BMW backs China's emission-cutting goals

Updated: 2021-01-19

BMW Group Chairman Oliver Zipse expressed the German carmaker's backing for China's de-carbonization goals, saying the country's economic growth has been accompanied by a firm commitment to sustainability.

Zipse made the remarks as he addressed the annual China EV 100 forum online on Saturday.

"China will achieve the goals of carbon peak before 2030 and carbon neutrality by 2060. The BMW Group fully supports these goals," he said.

Despite the COVID-19 pandemic, BMW sold 777,379 vehicles last year in China, marking its best annual sales in the country since its arrival in 1994. Of them, over 30,000 were new energy vehicles.

BMW is one of the first international carmakers to produce new energy vehicles in China. The booming sector is believed to play a big role in cutting carbon emissions.

The carmaker's first China-made electric model, the iX3 SUV, rolled off the assembly line in Shenyang, Liaoning province last year, with the aim of being sold globally.

China has been the world's largest market for new energy vehicles since 2015, according to the China Association of Automobile Manufacturers.

Last year, nearly 1.37 million electric cars and plug-in hybrids were sold in the country, up 10.9 percent year-on-year, despite the COVID-19 pandemic.

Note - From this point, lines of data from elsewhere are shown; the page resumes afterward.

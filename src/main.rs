//! Command-line front end for the messaging engine.
//!
//! ```text
//! fog-messaging --config agent.toml check
//! fog-messaging --config agent.toml send POST /api/v1/agents/events --body '{"events": []}'
//! ```

use std::path::PathBuf;
use std::sync::Arc;

use clap::{Parser, Subcommand};

use fog_messaging::config::load_config;
use fog_messaging::observability::{init_logging, init_metrics};
use fog_messaging::{HttpMethod, MemoryBuffer, MessageCategory, Messaging, MessagingContext};

#[derive(Parser)]
#[command(name = "fog-messaging")]
#[command(about = "Send messages to the management backend", long_about = None)]
struct Cli {
    /// Path to the TOML configuration file
    #[arg(short, long, default_value = "/etc/cp/conf/fog-messaging.toml")]
    config: PathBuf,

    #[command(subcommand)]
    command: Commands,
}

#[derive(Subcommand)]
enum Commands {
    /// Check connectivity to the backend
    Check,
    /// Send one request to the backend and print the response
    Send {
        /// GET, POST, PATCH, PUT or DELETE
        method: HttpMethod,
        uri: String,
        #[arg(short, long, default_value = "")]
        body: String,
    },
}

#[tokio::main(flavor = "current_thread")]
async fn main() -> Result<(), Box<dyn std::error::Error>> {
    let cli = Cli::parse();

    let config = load_config(&cli.config)?;
    init_logging(&config.observability.log_level);
    tracing::info!(config = %cli.config.display(), "fog-messaging starting");

    if config.observability.metrics_enabled {
        match config.observability.metrics_address.parse() {
            Ok(addr) => init_metrics(addr)?,
            Err(e) => tracing::error!(
                metrics_address = %config.observability.metrics_address,
                error = %e,
                "Failed to parse metrics address"
            ),
        }
    }

    let buffer = Arc::new(MemoryBuffer::new());
    let messaging = Messaging::new(MessagingContext::from_config(config), buffer.clone());

    if let Err(e) = messaging.set_fog_connection(MessageCategory::Generic).await {
        tracing::warn!(error = %e, "Initial fog connection failed");
    }

    match cli.command {
        Commands::Check => {
            let status = messaging.check_fog_connection().await;
            println!("{}", serde_json::to_string_pretty(&status)?);
        }
        Commands::Send { method, uri, body } => {
            let metadata = messaging.fog_metadata()?;
            match messaging
                .send_sync_message(method, &uri, &body, MessageCategory::Generic, &metadata)
                .await
            {
                Ok(response) => println!("{response}"),
                Err(e) => {
                    eprintln!("{}", e.to_response());
                    std::process::exit(1);
                }
            }
        }
    }

    for message in buffer.drain() {
        tracing::warn!(method = %message.method, uri = %message.uri, "Message was not delivered");
    }
    Ok(())
}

Zipse said China has seen the rise of some of the world's leading battery manufacturers including CATL. Its installed capacity reached 34 GWh in 2020, ranking first worldwide.

"This development underlines that sustainability is far more than a short-term trend. In the long run, it will lead to superior solutions in technology and ensure lasting prosperity," Zipse said.

He said it is working in collaboration with suppliers including CATL to cut emissions.

By producing batteries using electricity from renewable resources, they are saving 10 million tons of carbon dioxide until 2030, said Zipse.

BMW sold a total of 192,646 electric cars and plug-in hybrids worldwide last year – an increase of 31.8 percent over 2019.

With more electric models hitting the road, Zipse said he expected sales of such vehicles to reach 100,000 this year.

By 2030, the German premium carmaker expects to have over 7 million electrified vehicles on the road worldwide.